Ora, tenendo conto della realtà effettiva delle trivellazioni in mare e il quesito referendario posto agli italiani (cosa che abbiamo spiegato in questo articolo) siamo davanti a un insulto al buon senso. Far discendere dal dovere di custodire il creato l’obbligo immediato di rinunciare al gas come fonte energetica è la forma peggiore di integralismo. Guarda caso, coloro che rifiutano anche la sola idea che vita, famiglia e libertà di educazione possano essere definiti princìpi non negoziabili, poi diventano assolutamente intransigenti in materie decisamente opinabili.
Si “dialoga” sulle unioni civili, non si deve giudicare sull’eutanasia (vedi questo incredibile servizio dell’agenzia Sir, stessa proprietà di Avvenire), ma guai a chi è a favore delle trivellazioni per garantire almeno un po’ di gas (e anche posti di lavoro). Nella solita conferenza stampa, Galantino ha chiaramente lasciato intendere di condividere la posizione di Avvenire (e non sorprende visto che è lui a dettare la linea), ma ha dovuto spiegare un comunicato della CEI decisamente più prudente: segno che nel Consiglio permanente c’è stato qualche vescovo che ha imposto almeno un minimo di buon senso. Il dovere che discende dall’enciclica papale infatti, spiega il comunicato, si limita (e comunque non è poco) al dibattere del tema trivelle in tutte le comunità.

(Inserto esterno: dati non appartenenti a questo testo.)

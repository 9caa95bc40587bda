//! Program derived addresses of the Meteora DLMM (lb_clmm) program.

use solana_sdk::{pubkey, pubkey::Pubkey};

pub const LB_CLMM_PROGRAM_ID: Pubkey = pubkey!("LBUZKhRxPF3XUpBCjp4YzTKgLccjZhTSDM9t2ZSaQ4V");

/// Bins stored per bin array account
pub const BINS_PER_ARRAY: i32 = 70;

/// Widest range a single position may cover
pub const MAX_BINS_PER_POSITION: i32 = 70;

/// Canonical ordering of a mint pair, smaller key first
pub fn sort_mints<'a>(a: &'a Pubkey, b: &'a Pubkey) -> (&'a Pubkey, &'a Pubkey) {
    if a <= b {
        (a, b)
    } else {
        (b, a)
    }
}

/// Permissionless pool address. Same result whichever order the mints are passed in.
pub fn derive_lb_pair(token_x: &Pubkey, token_y: &Pubkey, bin_step: u16, base_factor: u16) -> Pubkey {
    let (min, max) = sort_mints(token_x, token_y);
    Pubkey::find_program_address(
        &[
            min.as_ref(),
            max.as_ref(),
            &bin_step.to_le_bytes(),
            &base_factor.to_le_bytes(),
        ],
        &LB_CLMM_PROGRAM_ID,
    )
    .0
}

pub fn derive_preset_parameter(bin_step: u16, base_factor: u16) -> Pubkey {
    Pubkey::find_program_address(
        &[
            b"preset_parameter",
            &bin_step.to_le_bytes(),
            &base_factor.to_le_bytes(),
        ],
        &LB_CLMM_PROGRAM_ID,
    )
    .0
}

/// Token vault of the pool for `mint`
pub fn derive_reserve(lb_pair: &Pubkey, mint: &Pubkey) -> Pubkey {
    Pubkey::find_program_address(&[lb_pair.as_ref(), mint.as_ref()], &LB_CLMM_PROGRAM_ID).0
}

pub fn derive_oracle(lb_pair: &Pubkey) -> Pubkey {
    Pubkey::find_program_address(&[b"oracle", lb_pair.as_ref()], &LB_CLMM_PROGRAM_ID).0
}

pub fn derive_bin_array_bitmap_extension(lb_pair: &Pubkey) -> Pubkey {
    Pubkey::find_program_address(&[b"bitmap", lb_pair.as_ref()], &LB_CLMM_PROGRAM_ID).0
}

pub fn derive_event_authority() -> Pubkey {
    Pubkey::find_program_address(&[b"__event_authority"], &LB_CLMM_PROGRAM_ID).0
}

/// Index of the bin array holding `bin_id` (floor division, negative ids round down)
pub fn bin_id_to_bin_array_index(bin_id: i32) -> i64 {
    bin_id.div_euclid(BINS_PER_ARRAY) as i64
}

pub fn derive_bin_array(lb_pair: &Pubkey, index: i64) -> Pubkey {
    Pubkey::find_program_address(
        &[b"bin_array", lb_pair.as_ref(), &index.to_le_bytes()],
        &LB_CLMM_PROGRAM_ID,
    )
    .0
}

#[cfg(test)]
mod tests {
    use super::*;

    #[test]
    fn test_lb_pair_is_order_independent() {
        let a = Pubkey::new_unique();
        let b = Pubkey::new_unique();

        assert_eq!(derive_lb_pair(&a, &b, 20, 10_000), derive_lb_pair(&b, &a, 20, 10_000));
    }

    #[test]
    fn test_lb_pair_depends_on_parameters() {
        let a = Pubkey::new_unique();
        let b = Pubkey::new_unique();

        let base = derive_lb_pair(&a, &b, 20, 10_000);
        assert_ne!(base, derive_lb_pair(&a, &b, 25, 10_000));
        assert_ne!(base, derive_lb_pair(&a, &b, 20, 8_000));
    }

    #[test]
    fn test_bin_array_index() {
        assert_eq!(bin_id_to_bin_array_index(0), 0);
        assert_eq!(bin_id_to_bin_array_index(69), 0);
        assert_eq!(bin_id_to_bin_array_index(70), 1);
        assert_eq!(bin_id_to_bin_array_index(-1), -1);
        assert_eq!(bin_id_to_bin_array_index(-70), -1);
        assert_eq!(bin_id_to_bin_array_index(-71), -2);
    }

    #[test]
    fn test_bin_arrays_are_distinct_per_index() {
        let pair = Pubkey::new_unique();
        assert_ne!(derive_bin_array(&pair, 0), derive_bin_array(&pair, -1));
    }

    #[test]
    fn test_program_id() {
        assert_eq!(
            LB_CLMM_PROGRAM_ID.to_string(),
            "LBUZKhRxPF3XUpBCjp4YzTKgLccjZhTSDM9t2ZSaQ4V"
        );
    }
}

Ed è solo l’inizio, ha aggiunto Galantino, perché «domani ci sarà il problema del nucleare e poi altri ancora». C’è il fondato rischio che prossimamente chi entrerà in parrocchia penserà di essere capitato nella sede di Legambiente.
Comunque, visto che sul nucleare c’è già stato un referendum recente e che quindi l’Italia per molti anni non ne parlerà più, suggeriamo un altro tema di estrema attualità: l’inefficienza di quell’energia solare a cui – stando ai nostri vescovi - dovremmo convertirci rapidamente chiudendo i rubinetti del gas e del petrolio. È di questi giorni infatti la notizia che due mega-progetti mondiali di energia solare, in Spagna e in California, malgrado ingenti sussidi statali stanno andando in bancarotta.